What you need to do: Transcribe the complete listing exactly.

Excerpted data:
+--

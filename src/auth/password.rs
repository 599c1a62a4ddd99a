use argon2::{
    Argon2,
    password_hash::{Error, PasswordHash, PasswordHasher, PasswordVerifier, SaltString, rand_core::OsRng},
};

pub fn hash_password(password: &str) -> Result<String, Error> {
    let argon2 = Argon2::default();
    let salt = SaltString::generate(&mut OsRng);

    Ok(argon2.hash_password(password.as_bytes(), &salt)?.to_string())
}

pub fn verify_password(password: &str, hashed: &str) -> Result<(), Error> {
    let argon2 = Argon2::default();
    let parsed = PasswordHash::new(hashed)?;

    argon2.verify_password(password.as_bytes(), &parsed)
}

#[cfg(test)]
mod tests {
    use super::*;

    #[test]
    fn hash_then_verify() {
        let hash = hash_password("s3cret").unwrap();
        assert!(verify_password("s3cret", &hash).is_ok());
        assert!(verify_password("wrong", &hash).is_err());
    }

    #[test]
    fn corrupt_hash_is_an_error_not_a_panic() {
        assert!(verify_password("anything", "not-a-phc-string").is_err());
    }
}
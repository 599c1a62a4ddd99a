use dotenvy::dotenv;
use std::env;

#[derive(Clone)]
pub struct Config {
    pub database_url: String,
    pub jwt_secret: String,
    pub server_addr: String,
    pub access_token_ttl: usize,
    pub refresh_token_ttl: usize,

    // Rate limiting
    pub rate_login_per_min: u32,
    pub rate_register_per_min: u32,
    pub rate_refresh_per_min: u32,
    pub rate_protected_per_min: u32,

    /// Fixed interval of the overview-counts background poller, seconds.
    pub overview_poll_secs: u64,

    pub api_prefix: String,
}

impl Config {
    pub fn from_env() -> Self {
        dotenv().ok();

        Self {
            server_addr: env::var("SERVER_ADDR").expect("SERVER_ADDR must be set"),
            database_url: env::var("DATABASE_URL").expect("DATABASE_URL must be set"),
            jwt_secret: env::var("JWT_SECRET").expect("JWT_SECRET must be set"),
            access_token_ttl: env::var("ACCESS_TOKEN_TTL")
                .unwrap_or_else(|_| "900".to_string()) // default 15 min
                .parse()
                .unwrap(),
            refresh_token_ttl: env::var("REFRESH_TOKEN_TTL")
                .unwrap_or_else(|_| "604800".to_string()) // default 7 days
                .parse()
                .unwrap(),

            rate_login_per_min: env::var("RATE_LOGIN_PER_MIN")
                .unwrap_or_else(|_| "60".to_string())
                .parse()
                .unwrap(),
            rate_register_per_min: env::var("RATE_REGISTER_PER_MIN")
                .unwrap_or_else(|_| "30".to_string())
                .parse()
                .unwrap(),
            rate_refresh_per_min: env::var("RATE_REFRESH_PER_MIN")
                .unwrap_or_else(|_| "30".to_string())
                .parse()
                .unwrap(),
            rate_protected_per_min: env::var("RATE_PROTECTED_PER_MIN")
                .unwrap_or_else(|_| "1000".to_string())
                .parse()
                .unwrap(),

            overview_poll_secs: env::var("OVERVIEW_POLL_SECS")
                .unwrap_or_else(|_| "30".to_string())
                .parse()
                .unwrap(),

            api_prefix: env::var("API_PREFIX").unwrap_or_else(|_| "/api/v1".to_string()),
        }
    }
}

+--

Task response:
filename src/auth/password.rs
repository 599c1a62a4ddd99a
use argon2::{
    Argon2,
    password_hash::{Error, PasswordHash, PasswordHasher, PasswordVerifier, SaltString, rand_core::OsRng},
};

pub fn hash_password(password: &str) -> Result<String, Error> {
    let argon2 = Argon2::default();
    let salt = SaltString::generate(&mut OsRng);

    Ok(argon2.hash_password(password.as_bytes(), &salt)?.to_string())
}

pub fn verify_password(password: &str, hashed: &str) -> Result<(), Error> {
    let argon2 = Argon2::default();
    let parsed = PasswordHash::new(hashed)?;

    argon2.verify_password(password.as_bytes(), &parsed)
}

#[cfg(test)]
mod tests {
    use super::*;

    #[test]
    fn hash_then_verify() {
        let hash = hash_password("s3cret").unwrap();
        assert!(verify_password("s3cret", &hash).is_ok());
        assert!(verify_password("wrong", &hash).is_err());
    }

    #[test]
    fn corrupt_hash_is_an_error_not_a_panic() {
        assert!(verify_password("anything", "not-a-phc-string").is_err());
    }
}
repository 599c1a62a4ddd99a
use dotenvy::dotenv;
use std::env;

#[derive(Clone)]
pub struct Config {
    pub database_url: String,
    pub jwt_secret: String,
    pub server_addr: String,
    pub access_token_ttl: usize,
    pub refresh_token_ttl: usize,

    // Rate limiting
    pub rate_login_per_min: u32,
    pub rate_register_per_min: u32,
    pub rate_refresh_per_min: u32,
    pub rate_protected_per_min: u32,

    /// Fixed interval of the overview-counts background poller, seconds.
    pub overview_poll_secs: u64,

    pub api_prefix: String,
}

impl Config {
    pub fn from_env() -> Self {
        dotenv().ok();

        Self {
            server_addr: env::var("SERVER_ADDR").expect("SERVER_ADDR must be set"),
            database_url: env::var("DATABASE_URL").expect("DATABASE_URL must be set"),
            jwt_secret: env::var("JWT_SECRET").expect("JWT_SECRET must be set"),
            access_token_ttl: env::var("ACCESS_TOKEN_TTL")
                .unwrap_or_else(|_| "900".to_string()) // default 15 min
                .parse()
                .unwrap(),
            refresh_token_ttl: env::var("REFRESH_TOKEN_TTL")
                .unwrap_or_else(|_| "604800".to_string()) // default 7 days
                .parse()
                .unwrap(),

            rate_login_per_min: env::var("RATE_LOGIN_PER_MIN")
                .unwrap_or_else(|_| "60".to_string())
                .parse()
                .unwrap(),
            rate_register_per_min: env::var("RATE_REGISTER_PER_MIN")
                .unwrap_or_else(|_| "30".to_string())
                .parse()
                .unwrap(),
            rate_refresh_per_min: env::var("RATE_REFRESH_PER_MIN")
                .unwrap_or_else(|_| "30".to_string())
                .parse()
                .unwrap(),
            rate_protected_per_min: env::var("RATE_PROTECTED_PER_MIN")
                .unwrap_or_else(|_| "1000".to_string())
                .parse()
                .unwrap(),

            overview_poll_secs: env::var("OVERVIEW_POLL_SECS")
                .unwrap_or_else(|_| "30".to_string())
                .parse()
                .unwrap(),

            api_prefix: env::var("API_PREFIX").unwrap_or_else(|_| "/api/v1".to_string()),
        }
    }
}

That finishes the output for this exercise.